Limits of type systems

[(Anonymous)]

I think you have those points backwards!

1. Rejecting all buggy programs, for some class of bugs, at the cost of also rejecting some valid programs is precisely what most (published) type do. "soft type systems" are the ones that let you run any valid program you want, and only catch some bugs. A type system should

• Reject all buggy programs
• Accept all bug-free programs (an untyped program is "accepted" if there is any way of assigning types to get a well-typed program)
• Have decidable type inference (starting from a completely untyped program)

The full theorem says you get two. It's actually possible to get two. Say you start with the untyped lambda calculus, and want to avoid expressions that don't terminate.

• The untyped lambda calculus already trivially accepts all terminating expressions and has decidable type inference (but also accepts all diverging expressions).
• The simply typed lambda calculus rejects all non-terminating expressions and has decidable type inference (but rejects plenty of good programs too).
• System F accepts all terminating expressions and rejects all nonterminating expressions (but inference is undecidable).

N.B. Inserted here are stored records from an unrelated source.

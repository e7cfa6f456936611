//! # Typed RDF-Literal Codec
//!
//! Self-description documents carry scalar values as RDF literal objects of
//! the form `{"@type": "<xsd type>", "@value": <scalar>}`. This module owns
//! the translation in both directions.
//!
//! ## Decode Leniency
//!
//! Older catalog entries serialize some scalars bare (no literal wrapper).
//! [`ScalarLiteral::decode`] accepts both forms: an object carrying
//! `"@value"` is unwrapped and parsed per the requested kind, a bare scalar
//! is accepted directly. Anything else is a [`FormatError`].
//!
//! ## Kind Preservation
//!
//! Strings and URIs are indistinguishable on the wire (both serialize the
//! value as a JSON string), but the semantic kind matters upstream: a field
//! declared as a URI must decode back as a URI. The [`StringValue`],
//! [`UriValue`], and [`IntegerValue`] newtypes carry the kind in the type
//! system so subject structs can derive serde and still round-trip kinds.

use serde::de::Error as _;
use serde::{Deserialize, Deserializer, Serialize, Serializer};
use serde_json::{json, Value};

use crate::error::FormatError;

/// Wire key for the literal datatype.
const TYPE_KEY: &str = "@type";
/// Wire key for the literal value.
const VALUE_KEY: &str = "@value";

/// The semantic kind of a scalar literal.
#[derive(Debug, Clone, Copy, PartialEq, Eq, Hash)]
pub enum LiteralKind {
    /// Plain string, `xsd:string`.
    String,
    /// URI reference, `xsd:anyURI`. Shares the wire shape of a string.
    Uri,
    /// Integer, `xsd:integer`.
    Integer,
}

impl LiteralKind {
    /// The xsd datatype written to the wire for this kind.
    ///
    /// The mapping is fixed: string→`xsd:string`, uri→`xsd:anyURI`,
    /// integer→`xsd:integer`.
    pub fn xsd_type(&self) -> &'static str {
        match self {
            LiteralKind::String => "xsd:string",
            LiteralKind::Uri => "xsd:anyURI",
            LiteralKind::Integer => "xsd:integer",
        }
    }
}

impl std::fmt::Display for LiteralKind {
    fn fmt(&self, f: &mut std::fmt::Formatter<'_>) -> std::fmt::Result {
        f.write_str(self.xsd_type())
    }
}

/// A scalar domain value tagged with its semantic kind.
#[derive(Debug, Clone, PartialEq, Eq, Hash)]
pub enum ScalarLiteral {
    /// Plain string value.
    String(String),
    /// URI value. Wire-identical to a string; the kind lives here.
    Uri(String),
    /// Integer value.
    Integer(i64),
}

impl ScalarLiteral {
    /// The semantic kind of this literal.
    pub fn kind(&self) -> LiteralKind {
        match self {
            ScalarLiteral::String(_) => LiteralKind::String,
            ScalarLiteral::Uri(_) => LiteralKind::Uri,
            ScalarLiteral::Integer(_) => LiteralKind::Integer,
        }
    }

    /// Encode this literal to its wire form.
    ///
    /// Total for all values: every literal has a wire representation.
    pub fn encode(&self) -> Value {
        let (xsd, value) = match self {
            ScalarLiteral::String(s) => (LiteralKind::String.xsd_type(), json!(s)),
            ScalarLiteral::Uri(u) => (LiteralKind::Uri.xsd_type(), json!(u)),
            ScalarLiteral::Integer(i) => (LiteralKind::Integer.xsd_type(), json!(i)),
        };
        json!({ TYPE_KEY: xsd, VALUE_KEY: value })
    }

    /// Decode a wire node into a literal of the requested kind.
    ///
    /// A node carrying `"@value"` is unwrapped; a bare scalar is accepted
    /// directly (lenient decode for older catalog entries). The extracted
    /// value is then parsed per `kind` — an integer literal accepts either a
    /// JSON number or a numeric string, and a parse failure is a
    /// [`FormatError::IntegerParse`].
    pub fn decode(node: &Value, kind: LiteralKind) -> Result<ScalarLiteral, FormatError> {
        let raw = match node {
            Value::Object(map) => map
                .get(VALUE_KEY)
                .ok_or_else(|| FormatError::MalformedLiteral(compact(node)))?,
            Value::String(_) | Value::Number(_) => node,
            other => return Err(FormatError::MalformedLiteral(compact(other))),
        };

        match kind {
            LiteralKind::String => match raw {
                Value::String(s) => Ok(ScalarLiteral::String(s.clone())),
                other => Err(wrong_kind(kind, other)),
            },
            LiteralKind::Uri => match raw {
                Value::String(s) => Ok(ScalarLiteral::Uri(s.clone())),
                other => Err(wrong_kind(kind, other)),
            },
            LiteralKind::Integer => match raw {
                Value::Number(n) => n
                    .as_i64()
                    .map(ScalarLiteral::Integer)
                    .ok_or_else(|| FormatError::IntegerParse(n.to_string())),
                Value::String(s) => s
                    .parse::<i64>()
                    .map(ScalarLiteral::Integer)
                    .map_err(|_| FormatError::IntegerParse(s.clone())),
                other => Err(wrong_kind(kind, other)),
            },
        }
    }
}

fn wrong_kind(kind: LiteralKind, value: &Value) -> FormatError {
    FormatError::WrongValueKind {
        kind: kind.xsd_type(),
        value: compact(value),
    }
}

fn compact(value: &Value) -> String {
    serde_json::to_string(value).unwrap_or_else(|_| "<unprintable>".to_string())
}

// ── Kind-preserving field newtypes ──────────────────────────────────────

/// Serialize helper shared by the field newtypes.
fn serialize_literal<S: Serializer>(lit: &ScalarLiteral, serializer: S) -> Result<S::Ok, S::Error> {
    lit.encode().serialize(serializer)
}

/// Deserialize helper shared by the field newtypes.
fn deserialize_literal<'de, D: Deserializer<'de>>(
    deserializer: D,
    kind: LiteralKind,
) -> Result<ScalarLiteral, D::Error> {
    let node = Value::deserialize(deserializer)?;
    ScalarLiteral::decode(&node, kind).map_err(D::Error::custom)
}

/// An `xsd:string` field on a self-description document.
#[derive(Debug, Clone, PartialEq, Eq, Hash)]
pub struct StringValue(String);

impl StringValue {
    /// Wrap a string value.
    pub fn new(value: impl Into<String>) -> Self {
        Self(value.into())
    }

    /// The inner string.
    pub fn as_str(&self) -> &str {
        &self.0
    }
}

impl From<&str> for StringValue {
    fn from(value: &str) -> Self {
        Self::new(value)
    }
}

impl Serialize for StringValue {
    fn serialize<S: Serializer>(&self, serializer: S) -> Result<S::Ok, S::Error> {
        serialize_literal(&ScalarLiteral::String(self.0.clone()), serializer)
    }
}

impl<'de> Deserialize<'de> for StringValue {
    fn deserialize<D: Deserializer<'de>>(deserializer: D) -> Result<Self, D::Error> {
        match deserialize_literal(deserializer, LiteralKind::String)? {
            ScalarLiteral::String(s) => Ok(Self(s)),
            other => Err(D::Error::custom(format!(
                "expected an xsd:string literal, decoded {}",
                other.kind()
            ))),
        }
    }
}

/// An `xsd:anyURI` field on a self-description document.
///
/// Wire-identical to [`StringValue`]; the distinct type preserves the
/// intended semantic kind through a round trip.
#[derive(Debug, Clone, PartialEq, Eq, Hash)]
pub struct UriValue(String);

impl UriValue {
    /// Wrap a URI value.
    pub fn new(value: impl Into<String>) -> Self {
        Self(value.into())
    }

    /// The inner URI string.
    pub fn as_str(&self) -> &str {
        &self.0
    }
}

impl From<&str> for UriValue {
    fn from(value: &str) -> Self {
        Self::new(value)
    }
}

impl Serialize for UriValue {
    fn serialize<S: Serializer>(&self, serializer: S) -> Result<S::Ok, S::Error> {
        serialize_literal(&ScalarLiteral::Uri(self.0.clone()), serializer)
    }
}

impl<'de> Deserialize<'de> for UriValue {
    fn deserialize<D: Deserializer<'de>>(deserializer: D) -> Result<Self, D::Error> {
        match deserialize_literal(deserializer, LiteralKind::Uri)? {
            ScalarLiteral::Uri(u) => Ok(Self(u)),
            other => Err(D::Error::custom(format!(
                "expected an xsd:anyURI literal, decoded {}",
                other.kind()
            ))),
        }
    }
}

/// An `xsd:integer` field on a self-description document.
#[derive(Debug, Clone, Copy, PartialEq, Eq, Hash)]
pub struct IntegerValue(i64);

impl IntegerValue {
    /// Wrap an integer value.
    pub fn new(value: i64) -> Self {
        Self(value)
    }

    /// The inner integer.
    pub fn get(&self) -> i64 {
        self.0
    }
}

impl From<i64> for IntegerValue {
    fn from(value: i64) -> Self {
        Self(value)
    }
}

impl Serialize for IntegerValue {
    fn serialize<S: Serializer>(&self, serializer: S) -> Result<S::Ok, S::Error> {
        serialize_literal(&ScalarLiteral::Integer(self.0), serializer)
    }
}

impl<'de> Deserialize<'de> for IntegerValue {
    fn deserialize<D: Deserializer<'de>>(deserializer: D) -> Result<Self, D::Error> {
        match deserialize_literal(deserializer, LiteralKind::Integer)? {
            ScalarLiteral::Integer(i) => Ok(Self(i)),
            other => Err(D::Error::custom(format!(
                "expected an xsd:integer literal, decoded {}",
                other.kind()
            ))),
        }
    }
}

#[cfg(test)]
mod tests {
    use super::*;
    use proptest::prelude::*;
    use serde_json::json;

    #[test]
    fn xsd_mapping_is_fixed() {
        assert_eq!(LiteralKind::String.xsd_type(), "xsd:string");
        assert_eq!(LiteralKind::Uri.xsd_type(), "xsd:anyURI");
        assert_eq!(LiteralKind::Integer.xsd_type(), "xsd:integer");
    }

    #[test]
    fn encode_string_produces_wire_form() {
        let lit = ScalarLiteral::String("X".to_string());
        assert_eq!(lit.encode(), json!({"@type": "xsd:string", "@value": "X"}));
    }

    #[test]
    fn decode_wire_literal_extracts_value() {
        let node = json!({"@type": "xsd:string", "@value": "FR79537407926"});
        let lit = ScalarLiteral::decode(&node, LiteralKind::String).unwrap();
        assert_eq!(lit, ScalarLiteral::String("FR79537407926".to_string()));
    }

    #[test]
    fn decode_accepts_bare_scalar() {
        let lit = ScalarLiteral::decode(&json!("plain"), LiteralKind::String).unwrap();
        assert_eq!(lit, ScalarLiteral::String("plain".to_string()));

        let lit = ScalarLiteral::decode(&json!(17), LiteralKind::Integer).unwrap();
        assert_eq!(lit, ScalarLiteral::Integer(17));
    }

    #[test]
    fn decode_integer_from_numeric_string() {
        let node = json!({"@type": "xsd:integer", "@value": "42"});
        let lit = ScalarLiteral::decode(&node, LiteralKind::Integer).unwrap();
        assert_eq!(lit, ScalarLiteral::Integer(42));
    }

    #[test]
    fn decode_integer_parse_failure_is_format_error() {
        let node = json!({"@type": "xsd:integer", "@value": "not-a-number"});
        let err = ScalarLiteral::decode(&node, LiteralKind::Integer).unwrap_err();
        assert!(matches!(err, FormatError::IntegerParse(_)));
    }

    #[test]
    fn decode_rejects_object_without_value_key() {
        let node = json!({"@type": "xsd:string"});
        let err = ScalarLiteral::decode(&node, LiteralKind::String).unwrap_err();
        assert!(matches!(err, FormatError::MalformedLiteral(_)));
    }

    #[test]
    fn decode_rejects_non_scalar_node() {
        let err = ScalarLiteral::decode(&json!([1, 2]), LiteralKind::Integer).unwrap_err();
        assert!(matches!(err, FormatError::MalformedLiteral(_)));
    }

    #[test]
    fn decode_rejects_kind_mismatch() {
        let node = json!({"@type": "xsd:string", "@value": 99});
        let err = ScalarLiteral::decode(&node, LiteralKind::String).unwrap_err();
        assert!(matches!(err, FormatError::WrongValueKind { .. }));
    }

    #[test]
    fn string_and_uri_share_wire_form_but_keep_kind() {
        let s = ScalarLiteral::String("https://example.com".to_string());
        let u = ScalarLiteral::Uri("https://example.com".to_string());
        // Identical bytes on the wire, apart from the datatype tag.
        assert_eq!(s.encode()["@value"], u.encode()["@value"]);
        assert_ne!(s.encode()["@type"], u.encode()["@type"]);

        // The kind survives a round trip through decode.
        let back = ScalarLiteral::decode(&u.encode(), LiteralKind::Uri).unwrap();
        assert_eq!(back.kind(), LiteralKind::Uri);
    }

    #[test]
    fn field_newtypes_serialize_wire_form() {
        let v = serde_json::to_value(StringValue::new("X")).unwrap();
        assert_eq!(v, json!({"@type": "xsd:string", "@value": "X"}));

        let v = serde_json::to_value(UriValue::new("https://example.com")).unwrap();
        assert_eq!(v["@type"], "xsd:anyURI");

        let v = serde_json::to_value(IntegerValue::new(7)).unwrap();
        assert_eq!(v, json!({"@type": "xsd:integer", "@value": 7}));
    }

    #[test]
    fn field_newtypes_deserialize_both_forms() {
        let wrapped: StringValue =
            serde_json::from_value(json!({"@type": "xsd:string", "@value": "a"})).unwrap();
        assert_eq!(wrapped.as_str(), "a");

        let bare: StringValue = serde_json::from_value(json!("a")).unwrap();
        assert_eq!(bare, wrapped);

        let int: IntegerValue = serde_json::from_value(json!({"@value": "12"})).unwrap();
        assert_eq!(int.get(), 12);
    }

    proptest! {
        #[test]
        fn string_roundtrip(s in ".*") {
            let lit = ScalarLiteral::String(s);
            let back = ScalarLiteral::decode(&lit.encode(), LiteralKind::String).unwrap();
            prop_assert_eq!(back, lit);
        }

        #[test]
        fn uri_roundtrip(s in "[a-z]+://[a-z0-9./#-]*") {
            let lit = ScalarLiteral::Uri(s);
            let back = ScalarLiteral::decode(&lit.encode(), LiteralKind::Uri).unwrap();
            prop_assert_eq!(back, lit);
        }

        #[test]
        fn integer_roundtrip(i in any::<i64>()) {
            let lit = ScalarLiteral::Integer(i);
            let back = ScalarLiteral::decode(&lit.encode(), LiteralKind::Integer).unwrap();
            prop_assert_eq!(back, lit);
        }
    }
}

2 "Stronger" doesn't always mean the same thing, but lots of the work on already-sound type systems are about accepting more valid programs while still completely excluding some class of bugs. If you are just worried about keeping the wrong primitive types aways from case statements then simple types, Hindley-Milner and MLF are all safe, but the stronger ones accept more programs.

There's a "full-employment" theorem here, saying you can improve a type system on one of the axes above without making it worse on the other two. Trivially, just hardcode some program mishandled by the existing system - maybe there's a more interesting result? (You can quantify decidability by looking at how much type information you have to add for your algorithm to infer the rest).

A perfect type system (scratch the static!) is impossible, but that means any type system can be improved.

-Brandon (brandon_m_moore on Yahoo)